Matt Archer: Blade’s Edge

Copyright © 2012 by Kendra C. Highley. All rights reserved.

 

First Kindle Edition: December 2012

 

Editor: Cassandra Marshall

 

Cover and Formatting:
Streetlight Graphics

 

All rights reserved. This eBook is licensed for the personal enjoyment of the original purchaser only. This eBook may not be resold or given away to other people. If you would like to share this book with another person, please purchase an additional copy for each recipient. If you are reading this eBook and did not purchase it, or it was not purchased for your use only, then please return to Amazon.com and purchase your own copy. Thank you for respecting the hard work of this author.

 

This is a work of fiction. Names, characters, places, and incidents either are the product of the author’s imagination or are used fictitiously, and any resemblance to locales, events, business establishments, or actual persons—living or dead—is entirely coincidental.

Dedication

For my children, Tanner and Alexandra

 

Chapter One

W
hen I was fourteen, a
supernatural knife chose me as its wielder. Now I’m fifteen, and I’ve spent the last year working with the Army to save the world from monsters, demons and other vicious creatures—while keeping it a secret from nearly everyone I know.

Including my mom.

My name is Matt Archer. And I’m a soldier.
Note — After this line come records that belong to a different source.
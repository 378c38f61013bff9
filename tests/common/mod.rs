//! A bit-level stand-in for a USB-Blaster with an FPGA behind it.
//!
//! The byte stream is decoded the way the bridge's CPLD does it, every TCK rising edge runs
//! the IEEE 1149.1 state machine, and the instruction register selects one of IDCODE,
//! USERCODE, PULSE_NCONFIG or the virtual JTAG hub.  The hub has a register file per target,
//! a counter on the access tester, and a read pipeline that puts stale words at the start of
//! every read stream.
#![allow(dead_code)]

use std::collections::{HashMap, VecDeque};

use vjtag_bridge::cable::Cable;
use vjtag_bridge::error::{Error, Result};

pub const IDCODE_VALUE: u32 = 0x02b0_50dd;
pub const USERCODE_VALUE: u32 = 0x04b5_6019;
pub const STALE_WORD: u32 = 0xcdcd_cdcd;

const IR_LEN: u32 = 10;
const ACCESS_TEST: u8 = 0x00;
const LAST_TARGET: u8 = 0x0b;

#[derive(Clone, Copy, Debug, PartialEq, Eq)]
enum Tap {
    Reset,
    Idle,
    SelectDr,
    CaptureDr,
    ShiftDr,
    Exit1Dr,
    PauseDr,
    Exit2Dr,
    UpdateDr,
    SelectIr,
    CaptureIr,
    ShiftIr,
    Exit1Ir,
    PauseIr,
    Exit2Ir,
    UpdateIr,
}

impl Tap {
    fn next(self, tms: bool) -> Tap {
        use Tap::*;
        match (self, tms) {
            (Reset, false) => Idle,
            (Reset, true) => Reset,
            (Idle, false) => Idle,
            (Idle, true) => SelectDr,
            (SelectDr, false) => CaptureDr,
            (SelectDr, true) => SelectIr,
            (CaptureDr, false) | (ShiftDr, false) | (Exit2Dr, false) => ShiftDr,
            (CaptureDr, true) | (ShiftDr, true) => Exit1Dr,
            (Exit1Dr, false) | (PauseDr, false) => PauseDr,
            (Exit1Dr, true) | (Exit2Dr, true) => UpdateDr,
            (PauseDr, true) => Exit2Dr,
            (UpdateDr, false) | (UpdateIr, false) => Idle,
            (UpdateDr, true) | (UpdateIr, true) => SelectDr,
            (SelectIr, false) => CaptureIr,
            (SelectIr, true) => Reset,
            (CaptureIr, false) | (ShiftIr, false) | (Exit2Ir, false) => ShiftIr,
            (CaptureIr, true) | (ShiftIr, true) => Exit1Ir,
            (Exit1Ir, false) | (PauseIr, false) => PauseIr,
            (Exit1Ir, true) | (Exit2Ir, true) => UpdateIr,
            (PauseIr, true) => Exit2Ir,
        }
    }
}

#[derive(Clone, Copy, Debug, Default)]
struct VirReg {
    offset: u32,
    is_write: bool,
    target: u8,
}

pub struct FpgaSim {
    tap: Tap,
    ir_shift: u32,
    ir: u32,
    dr_shift: u64,
    dr_bits: u32,

    vir: VirReg,
    /// Per-target prefetch depth in words.
    prefetch: HashMap<u8, usize>,
    memory: HashMap<(u8, u32), u32>,
    counter_seed: u32,
    write_word: u32,

    // bridge decoding
    pins: u8,
    shift_bytes: usize,
    shift_read: bool,
    rx: VecDeque<u8>,

    pub reconfigurations: usize,
    pub parked: bool,
    pub purges: usize,
    pub fail_next_write: bool,
}

impl FpgaSim {
    /// The access tester answers after two words, the memory buses after three.
    pub fn new() -> Self {
        let mut prefetch = HashMap::new();
        for target in 0..=LAST_TARGET {
            prefetch.insert(target, 3);
        }
        prefetch.insert(ACCESS_TEST, 2);

        Self {
            tap: Tap::Reset,
            ir_shift: 0,
            ir: 0b00_0000_0110,
            dr_shift: 0,
            dr_bits: 0,
            vir: VirReg::default(),
            prefetch,
            memory: HashMap::new(),
            counter_seed: 0,
            write_word: 0,
            pins: 0,
            shift_bytes: 0,
            shift_read: false,
            rx: VecDeque::new(),
            reconfigurations: 0,
            parked: false,
            purges: 0,
            fail_next_write: false,
        }
    }

    pub fn with_prefetch(mut self, target: u8, words: usize) -> Self {
        self.prefetch.insert(target, words);
        self
    }

    pub fn peek(&self, target: u8, addr: u32) -> u32 {
        self.memory.get(&(target, addr)).copied().unwrap_or(0)
    }

    /// The word at position `index` of a read stream for the current VIR.
    fn read_word(&self, index: usize) -> u32 {
        let target = self.vir.target;
        if target > LAST_TARGET {
            return u32::from_le_bytes([0xaa, 0x99, 0x55, 0x66]);
        }

        let depth = self.prefetch[&target];
        if index < depth {
            return STALE_WORD;
        }
        let addr = self.vir.offset + (index - depth) as u32;
        if target == ACCESS_TEST {
            self.counter_seed.wrapping_add(addr)
        } else {
            self.peek(target, addr)
        }
    }

    fn capture_dr(&mut self) {
        self.dr_bits = 0;
        self.dr_shift = match self.ir {
            0b00_0000_0110 => IDCODE_VALUE as u64,
            0b00_0000_0111 => USERCODE_VALUE as u64,
            _ => 0,
        };
    }

    fn update_dr(&mut self) {
        // The hub latches the first 24 bits shifted; anything after is ignored.
        if self.ir == 0x0e && self.dr_bits >= 24 {
            let v = self.dr_shift as u32;
            self.vir = VirReg {
                target: (v & 0x7f) as u8,
                is_write: v & 0x80 != 0,
                offset: (v >> 8) & 0xffff,
            };
        }
    }

    /// One bit through the data register; returns TDO.
    fn shift_dr(&mut self, tdi: bool) -> bool {
        let n = self.dr_bits;
        self.dr_bits += 1;

        match self.ir {
            0b00_0000_0110 | 0b00_0000_0111 => {
                let tdo = self.dr_shift & 1 != 0;
                self.dr_shift = (self.dr_shift >> 1) | (tdi as u64) << 31;
                tdo
            }
            0x0e => {
                if n < 24 {
                    self.dr_shift |= (tdi as u64) << n;
                }
                false
            }
            0x0c if self.vir.is_write => {
                let bit = n % 32;
                if bit == 0 {
                    self.write_word = 0;
                }
                self.write_word |= (tdi as u32) << bit;
                if bit == 31 {
                    let addr = self.vir.offset + n / 32;
                    if self.vir.target == ACCESS_TEST {
                        self.counter_seed = self.write_word;
                    } else if self.vir.target <= LAST_TARGET {
                        self.memory.insert((self.vir.target, addr), self.write_word);
                    }
                }
                false
            }
            0x0c => (self.read_word((n / 32) as usize) >> (n % 32)) & 1 != 0,
            // BYPASS
            _ => {
                let tdo = self.dr_shift & 1 != 0;
                self.dr_shift = tdi as u64;
                tdo
            }
        }
    }

    fn clock(&mut self, tms: bool, tdi: bool) -> bool {
        let mut tdo = false;
        match self.tap {
            Tap::ShiftIr => {
                tdo = self.ir_shift & 1 != 0;
                self.ir_shift = (self.ir_shift >> 1) | (tdi as u32) << (IR_LEN - 1);
            }
            Tap::ShiftDr => tdo = self.shift_dr(tdi),
            _ => (),
        }

        self.tap = self.tap.next(tms);
        match self.tap {
            Tap::Reset => self.ir = 0b00_0000_0110,
            Tap::CaptureIr => self.ir_shift = 0b01,
            Tap::UpdateIr => {
                self.ir = self.ir_shift;
                if self.ir == 0b00_0000_0001 {
                    self.reconfigurations += 1;
                }
            }
            Tap::CaptureDr => self.capture_dr(),
            Tap::UpdateDr => self.update_dr(),
            _ => (),
        }
        tdo
    }

    fn byte(&mut self, b: u8) {
        if self.shift_bytes > 0 {
            self.shift_bytes -= 1;
            let mut out = 0u8;
            for bit in 0..8 {
                if self.clock(false, (b >> bit) & 1 != 0) {
                    out |= 1 << bit;
                }
            }
            if self.shift_read {
                self.rx.push_back(out);
            }
        } else if b & 0x80 != 0 {
            self.shift_bytes = (b & 0x3f) as usize;
            self.shift_read = b & 0x40 != 0;
        } else {
            let rising = self.pins & 1 == 0 && b & 1 != 0;
            self.pins = b;
            self.parked = b & 0x20 == 0;
            if rising {
                self.clock(b & 0x02 != 0, b & 0x10 != 0);
            }
        }
    }
}

impl Cable for FpgaSim {
    fn write(&mut self, data: &[u8]) -> Result<usize> {
        if self.fail_next_write {
            self.fail_next_write = false;
            return Err(Error::Disconnected);
        }
        for b in data {
            self.byte(*b);
        }
        Ok(data.len())
    }

    fn read(&mut self, buf: &mut [u8]) -> Result<usize> {
        let n = buf.len().min(self.rx.len());
        for (dst, src) in buf.iter_mut().zip(self.rx.drain(..n)) {
            *dst = src;
        }
        Ok(n)
    }

    fn purge_tx(&mut self) -> Result<()> {
        self.purges += 1;
        Ok(())
    }

    fn purge_rx(&mut self) -> Result<()> {
        self.purges += 1;
        self.rx.clear();
        Ok(())
    }
}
Eleven Green Berets lined the benches on either side of the C-130 transport plane. The team sat shoulder to shoulder, each loaded down with a large pack carrying both a chute and supplies. I had a pack too, weighing me down in my seat as the plane bumped along in turbulence caused by the mountains.

Two knife wielders and ten support staff, ready to go.

The middle of the aircraft was empty except for the chute-line track running down the center of the fuselage’s ceiling. A grim-faced Air Force jumpmaster watched us from the front of the cargo hold, scowling like he was worried we’d break something. The interior of the plane looked just as grouchy. Its parts were painted black, army green, or gun-metal gray, including the diamond-plate metal floor.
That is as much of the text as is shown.